N’essayez pas de tout mettre en place en même temps, au risque de vous dispersez et casser votre belle dynamique. N’oubliez donc pas d’y aller petit à petit (cf. baby steps) et de ne pas vous éparpillez sur trop de chantier en parallèle, cela est le plus souvent contre-productif.
Maintenant ce sont les pratiques qui touchent l’extérieur de l’équipe qu’il faut mettre en place.
Identifier le Product Owner
Vous y êtes presque ! Vous avez une équipe opérationnelle. Votre environnement est prêt. Il ne vous reste plus qu’à identifier la personne côté métier qui va vous permettre d’alimenter votre équipe avec des fonctionnalités exprimées en Users Stories: Le Product Owner (PO) !
Dans une mise en place en « sous-marin », avoir un Product Owner sera une tâche très ardue.
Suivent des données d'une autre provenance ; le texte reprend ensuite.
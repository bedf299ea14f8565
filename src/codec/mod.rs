//! Graph/sequence codec.
//!
//! - [`Encoder`] linearizes a [`CircuitGraph`](crate::circuit::CircuitGraph)
//!   into a [`TokenSequence`](crate::vocab::TokenSequence) with a seeded walk
//! - [`Decoder`] replays a sequence through the grammar and rebuilds the graph

pub(crate) mod assembler;
mod decoder;
mod encoder;

pub use decoder::{decode, Decoder};
pub use encoder::{Encoder, EncoderConfig};
//! Bipartite circuit graph structure.

use std::collections::{BTreeSet, HashMap};

use serde::Serialize;

use super::types::{CircuitType, DeviceId, NetId, PinSet};
use crate::error::{Result, TopoSeqError};
use crate::vocab::PinLabel;

/// A typed edge between one device and one net. `pins` lists every pin of
/// the device tied to that net, so a device has at most one edge per net.
#[derive(Debug, Clone, Copy, PartialEq, Eq, Hash)]
pub struct PinEdge {
    /// Index into [`CircuitGraph::devices`]
    pub device: usize,
    /// Index into [`CircuitGraph::nets`]
    pub net: usize,
    pub pins: PinSet,
}

/// Either side of the bipartite graph, by position.
#[derive(Debug, Clone, Copy, PartialEq, Eq, Hash)]
pub enum NodeRef {
    Device(usize),
    Net(usize),
}

/// A circuit as a bipartite graph of devices and nets.
///
/// Edges can only be created between a device and a net, so the bipartite
/// invariant holds by construction. Node and edge order is insertion order
/// and is preserved by renaming.
#[derive(Debug, Clone, Default)]
pub struct CircuitGraph {
    circuit_type: Option<CircuitType>,
    devices: Vec<DeviceId>,
    nets: Vec<NetId>,
    edges: Vec<PinEdge>,
    device_map: HashMap<DeviceId, usize>,
    net_map: HashMap<NetId, usize>,
    edge_map: HashMap<(usize, usize), usize>,
}

impl CircuitGraph {
    /// Create an empty graph.
    pub fn new() -> Self {
        Self::default()
    }

    /// Create an empty graph tagged with a circuit type.
    pub fn with_circuit_type(circuit_type: CircuitType) -> Self {
        Self {
            circuit_type: Some(circuit_type),
            ..Self::default()
        }
    }

    pub fn circuit_type(&self) -> Option<CircuitType> {
        self.circuit_type
    }

    pub fn set_circuit_type(&mut self, circuit_type: Option<CircuitType>) {
        self.circuit_type = circuit_type;
    }

    pub fn devices(&self) -> &[DeviceId] {
        &self.devices
    }

    pub fn nets(&self) -> &[NetId] {
        &self.nets
    }

    pub fn edges(&self) -> &[PinEdge] {
        &self.edges
    }

    pub fn device_index(&self, device: &DeviceId) -> Option<usize> {
        self.device_map.get(device).copied()
    }

    pub fn net_index(&self, net: &NetId) -> Option<usize> {
        self.net_map.get(net).copied()
    }

    pub fn contains_net(&self, net: &NetId) -> bool {
        self.net_map.contains_key(net)
    }

    /// Add a device node if it is not present yet; returns its position.
    pub fn add_device(&mut self, device: DeviceId) -> usize {
        if let Some(&idx) = self.device_map.get(&device) {
            return idx;
        }
        let idx = self.devices.len();
        self.devices.push(device);
        self.device_map.insert(device, idx);
        idx
    }

    /// Add a net node if it is not present yet; returns its position.
    pub fn add_net(&mut self, net: NetId) -> usize {
        if let Some(&idx) = self.net_map.get(&net) {
            return idx;
        }
        let idx = self.nets.len();
        self.nets.push(net);
        self.net_map.insert(net, idx);
        idx
    }

    /// Tie `pins` of `device` to `net`, merging with an existing edge
    /// between the two. Fails without modifying the graph if a pin is
    /// already on another net.
    pub fn connect(&mut self, device: DeviceId, net: NetId, pins: PinSet) -> Result<()> {
        self.check_connect(device, net, pins)?;

        let d = self.add_device(device);
        let n = self.add_net(net);
        match self.edge_map.get(&(d, n)) {
            Some(&e) => {
                let edge = &mut self.edges[e];
                edge.pins = edge.pins.union(pins);
            }
            None => {
                self.edge_map.insert((d, n), self.edges.len());
                self.edges.push(PinEdge {
                    device: d,
                    net: n,
                    pins,
                });
            }
        }
        Ok(())
    }

    /// Check whether [`connect`](Self::connect) would succeed.
    pub fn check_connect(&self, device: DeviceId, net: NetId, pins: PinSet) -> Result<()> {
        let family = device.family();
        if pins.is_empty() || !pins.is_subset(family.all_pins()) {
            return Err(TopoSeqError::unknown_token(format!(
                "{}_{}",
                family.edge_prefix(),
                pins.letters(family)
            )));
        }

        let Some(d) = self.device_index(&device) else {
            return Ok(());
        };
        let here = self.net_index(&net);

        if family.is_two_terminal() {
            let attached: Vec<usize> = self.device_edges(d).map(|e| e.net).collect();
            if here.map_or(true, |n| !attached.contains(&n)) && attached.len() >= 2 {
                let existing = attached
                    .iter()
                    .map(|&n| self.nets[n].to_string())
                    .collect::<Vec<_>>()
                    .join("/");
                return Err(TopoSeqError::DuplicateEdge {
                    position: None,
                    device: device.to_string(),
                    pin: "C".to_string(),
                    existing,
                    conflicting: net.to_string(),
                });
            }
            return Ok(());
        }

        for edge in self.device_edges(d) {
            if Some(edge.net) == here {
                continue;
            }
            let clash = edge.pins.intersection(pins);
            if !clash.is_empty() {
                return Err(TopoSeqError::DuplicateEdge {
                    position: None,
                    device: device.to_string(),
                    pin: clash.letters(family),
                    existing: self.nets[edge.net].to_string(),
                    conflicting: net.to_string(),
                });
            }
        }
        Ok(())
    }

    /// Edges touching one device, in insertion order.
    pub fn device_edges(&self, device: usize) -> impl Iterator<Item = &PinEdge> + '_ {
        self.edges.iter().filter(move |e| e.device == device)
    }

    /// Pins of a device that are tied to some net.
    pub fn assigned_pins(&self, device: usize) -> PinSet {
        self.device_edges(device)
            .fold(PinSet::EMPTY, |acc, e| acc.union(e.pins))
    }

    /// Canonical label of an edge.
    pub fn edge_label(&self, edge: &PinEdge) -> Result<PinLabel> {
        let family = self.devices[edge.device].family();
        PinLabel::for_pins(family, edge.pins).ok_or_else(|| {
            TopoSeqError::unknown_token(format!("{}_{}", family.edge_prefix(), edge.pins.letters(family)))
        })
    }

    /// Internal nets touching fewer than two distinct devices.
    pub fn floating_internal_nets(&self) -> Vec<NetId> {
        let mut degree = vec![0usize; self.nets.len()];
        for edge in &self.edges {
            degree[edge.net] += 1;
        }
        self.nets
            .iter()
            .zip(degree)
            .filter(|(net, d)| net.is_internal() && *d < 2)
            .map(|(net, _)| *net)
            .collect()
    }

    /// Total node count (devices and nets).
    pub fn node_count(&self) -> usize {
        self.devices.len() + self.nets.len()
    }

    /// Flat index of a node: devices first, then nets.
    pub fn flat_index(&self, node: NodeRef) -> usize {
        match node {
            NodeRef::Device(d) => d,
            NodeRef::Net(n) => self.devices.len() + n,
        }
    }

    /// Incident edge indices per flat node index, in edge order.
    pub fn incidence(&self) -> Vec<Vec<usize>> {
        let mut incidence = vec![Vec::new(); self.node_count()];
        for (e, edge) in self.edges.iter().enumerate() {
            incidence[edge.device].push(e);
            incidence[self.devices.len() + edge.net].push(e);
        }
        incidence
    }

    /// The node on the other side of an edge.
    pub fn opposite(&self, edge: usize, from: NodeRef) -> NodeRef {
        let edge = &self.edges[edge];
        match from {
            NodeRef::Device(_) => NodeRef::Net(edge.net),
            NodeRef::Net(_) => NodeRef::Device(edge.device),
        }
    }

    /// Node for a flat index.
    pub fn node_at(&self, flat: usize) -> NodeRef {
        if flat < self.devices.len() {
            NodeRef::Device(flat)
        } else {
            NodeRef::Net(flat - self.devices.len())
        }
    }

    /// Display name of a node.
    pub fn node_name(&self, node: NodeRef) -> String {
        match node {
            NodeRef::Device(d) => self.devices[d].to_string(),
            NodeRef::Net(n) => self.nets[n].to_string(),
        }
    }

    /// Order-independent view of the graph: every `(device, net, pins)`
    /// triple.
    pub fn topology(&self) -> BTreeSet<(DeviceId, NetId, PinSet)> {
        self.edges
            .iter()
            .map(|e| (self.devices[e.device], self.nets[e.net], e.pins))
            .collect()
    }

    /// True when both graphs have the same nodes and the same typed edges,
    /// regardless of insertion order.
    pub fn same_topology(&self, other: &CircuitGraph) -> bool {
        let devices: BTreeSet<_> = self.devices.iter().collect();
        let other_devices: BTreeSet<_> = other.devices.iter().collect();
        let nets: BTreeSet<_> = self.nets.iter().collect();
        let other_nets: BTreeSet<_> = other.nets.iter().collect();
        devices == other_devices && nets == other_nets && self.topology() == other.topology()
    }

    /// Rebuild the graph with every node renamed, keeping node and edge
    /// order. The maps must be injective.
    pub(crate) fn map_nodes(
        &self,
        device_map: impl Fn(DeviceId) -> DeviceId,
        net_map: impl Fn(NetId) -> NetId,
    ) -> CircuitGraph {
        let devices: Vec<DeviceId> = self.devices.iter().map(|&d| device_map(d)).collect();
        let nets: Vec<NetId> = self.nets.iter().map(|&n| net_map(n)).collect();
        CircuitGraph {
            circuit_type: self.circuit_type,
            device_map: devices.iter().enumerate().map(|(i, &d)| (d, i)).collect(),
            net_map: nets.iter().enumerate().map(|(i, &n)| (n, i)).collect(),
            devices,
            nets,
            edges: self.edges.clone(),
            edge_map: self.edge_map.clone(),
        }
    }

    /// Serializable summary for reports.
    pub fn summary(&self) -> GraphSummary {
        GraphSummary {
            circuit_type: self.circuit_type.map(|t| t.token_name().to_string()),
            devices: self.devices.iter().map(ToString::to_string).collect(),
            nets: self.nets.iter().map(ToString::to_string).collect(),
            edges: self
                .edges
                .iter()
                .map(|e| {
                    let label = self
                        .edge_label(e)
                        .map(|l| l.name().to_string())
                        .unwrap_or_default();
                    [
                        self.devices[e.device].to_string(),
                        label,
                        self.nets[e.net].to_string(),
                    ]
                })
                .collect(),
        }
    }
}

/// Flat, serializable description of a graph.
#[derive(Debug, Clone, Serialize)]
pub struct GraphSummary {
    pub circuit_type: Option<String>,
    pub devices: Vec<String>,
    pub nets: Vec<String>,
    /// `[device, label, net]` triples
    pub edges: Vec<[String; 3]>,
}

#[cfg(test)]
mod tests {
    use super::*;
    use crate::circuit::{DeviceFamily, DeviceType};

    fn nm(i: u16) -> DeviceId {
        DeviceId::new(DeviceType::Nmos, i).unwrap()
    }

    fn pins(letters: &str) -> PinSet {
        PinSet::from_letters(DeviceFamily::Mosfet, letters).unwrap()
    }

    #[test]
    fn test_connect_merges_pins_on_same_net() {
        let mut g = CircuitGraph::new();
        let net = NetId::internal(1).unwrap();
        g.connect(nm(1), net, pins("D")).unwrap();
        g.connect(nm(1), net, pins("G")).unwrap();
        assert_eq!(g.edges().len(), 1);
        assert_eq!(g.edge_label(&g.edges()[0]).unwrap().name(), "M_DG");
    }

    #[test]
    fn test_repeated_connection_is_idempotent() {
        let mut g = CircuitGraph::new();
        g.connect(nm(1), NetId::VSS, pins("S")).unwrap();
        g.connect(nm(1), NetId::VSS, pins("S")).unwrap();
        assert_eq!(g.edges().len(), 1);
        assert_eq!(g.nets().len(), 1);
    }

    #[test]
    fn test_pin_on_two_nets_is_rejected() {
        let mut g = CircuitGraph::new();
        g.connect(nm(1), NetId::VSS, pins("S")).unwrap();
        let err = g.connect(nm(1), NetId::VDD, pins("BS")).unwrap_err();
        match err {
            TopoSeqError::DuplicateEdge { pin, existing, .. } => {
                assert_eq!(pin, "S");
                assert_eq!(existing, "VSS");
            }
            other => panic!("unexpected error {:?}", other),
        }
        // Nothing was added by the failed call
        assert!(!g.contains_net(&NetId::VDD));
    }

    #[test]
    fn test_passive_limited_to_two_nets() {
        let r1 = DeviceId::new(DeviceType::Resistor, 1).unwrap();
        let c = PinSet::from_letters(DeviceFamily::Resistor, "C").unwrap();
        let mut g = CircuitGraph::new();
        g.connect(r1, NetId::VSS, c).unwrap();
        g.connect(r1, NetId::VDD, c).unwrap();
        g.connect(r1, NetId::VDD, c).unwrap();
        assert!(g.connect(r1, NetId::internal(1).unwrap(), c).is_err());
    }

    #[test]
    fn test_floating_internal_nets() {
        let mut g = CircuitGraph::new();
        let n1 = NetId::internal(1).unwrap();
        g.connect(nm(1), n1, pins("D")).unwrap();
        assert_eq!(g.floating_internal_nets(), vec![n1]);
        g.connect(nm(2), n1, pins("G")).unwrap();
        assert!(g.floating_internal_nets().is_empty());
    }

    #[test]
    fn test_topology_ignores_order() {
        let mut a = CircuitGraph::new();
        a.connect(nm(1), NetId::VSS, pins("S")).unwrap();
        a.connect(nm(1), NetId::VDD, pins("D")).unwrap();
        let mut b = CircuitGraph::new();
        b.connect(nm(1), NetId::VDD, pins("D")).unwrap();
        b.connect(nm(1), NetId::VSS, pins("S")).unwrap();
        assert!(a.same_topology(&b));
    }
}
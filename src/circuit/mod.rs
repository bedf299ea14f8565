//! Bipartite circuit graph representation and validation.
//!
//! A [`CircuitGraph`] holds device nodes, net nodes and the typed pin-edges
//! between them. It is the unit exchanged between the netlist front end,
//! the encoder, the decoder and downstream consumers.

mod adjacency;
mod graph;
mod types;
mod validate;

pub use adjacency::{from_adjacency_csv, to_adjacency_csv};
pub use graph::{CircuitGraph, GraphSummary, NodeRef, PinEdge};
pub use types::*;
pub use validate::{check_complete, check_connected, structural_report, StructuralReport};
Malgré le fait que vous avez pu modifier le mode de fonctionnement de votre équipe, ici il est question de nouveaux individus qui ne font pas parties de l’équipe directement. Il faudra donc trouver une sorte de sponsor au sein de la maîtrise d’ouvrage qui acceptera de jouer le jeu avec vous.
Vous allez donc entreprendre un partie de « Qui est ce ? » au sein de l’entreprise.
- Sera t il capable de nous expliquer les fonctionnalités clairement ?
- Est-il capable de nous aider à déterminer les critères d’acceptation ?
- Sera-t-il capable de se rendre disponible pour valider le travail de l’équipe ?
- Pourra t il accepter de négocier avec nous les moyens de réaliser son besoin avec l’équipe ?
- …
Lorsque vous avez trouvé votre candidat, commencez à extraire des fonctionnalités qu’il vous fourni les Users Stories afin de les lister dans le product backlog. Vous pourrez lui présenter ce nouveau format et la notion de priorisation des US. Ainsi, petit à petit vous l’accompagnerez pour qu’il glisse lui aussi dans une démarche Agile dans l’expression des besoins qui alimentera votre équipe.
Pour que cela puisse bien fonctionner, Il serait idéal que le PO connaisse parfaitement le produit et la cible métier et il qu’il puisse posséder le poids nécessaire au sein de l’entreprise pour vendre les décisions qui seront prises lors de la réalisation incrémentale du logiciel.
Vous l’aurez compris le PO est crucial pour le projet. Si vous demandez à un coach Agile le problème le plus récurrent sur les projets Agile, il répondra souvent : « Avoir un bon PO ! ».
Faites donc votre possible pour accompagner et motiver les personnes qui pourraient jouer ce rôle afin de vous donner tous les chances que votre défi d’introduire de l’agilité pour votre équipe soit un grand succès.
Si vous réussissez à atteindre ce niveau, Bravo vous faites du Scrum ! Il y a encore à faire et il est toujours possible de s’améliorer mais courage ! En maintenant le cap, votre équipe progressera et Il y a fort à parier que cette nouvelle approche intrigue tous les intervenants extérieurs qui collaborent avec votre équipe.
Conclusion
A présent, vous en savez plus sur le Scrum Master mais il serait prétentieux de dire que nous vous avons tout dit sur le sujet.
La plus grande épreuve lorsque l’on souhaite introduire des pratiques Agiles ne sont pas la méthode en elle-même mais surtout le choc des mentalités lorsqu’on essaye de changer les choses. Si vous arrivez à surpasser ces épreuves relationnelles alors vous découvrirez les bienfaits de Scrum et offrirez à votre équipe un meilleur cadre de travail.
Finalement, Le Scrum Master a pour vocation de transformer une équipe en un groupe auto-organisé et pouvoir considérer que cette tâche est terminée est la plus grande victoire que peut viser un Scrum Master !
A ce niveau de maturité, un Scrum Master dédié pourrait être remplacé par un Scrum Master intégré car ce rôle deviendra une responsabilité partagée parmi les membres de l’équipe. Il ne faut jamais perdre de vue cet objectif ! Scrum prônant l’amélioration continue, il y aura toujours des actions à mettre en place pour viser plus haut mais une fois l’équipe autonome elle aura la maturité pour affronter ses obstacles.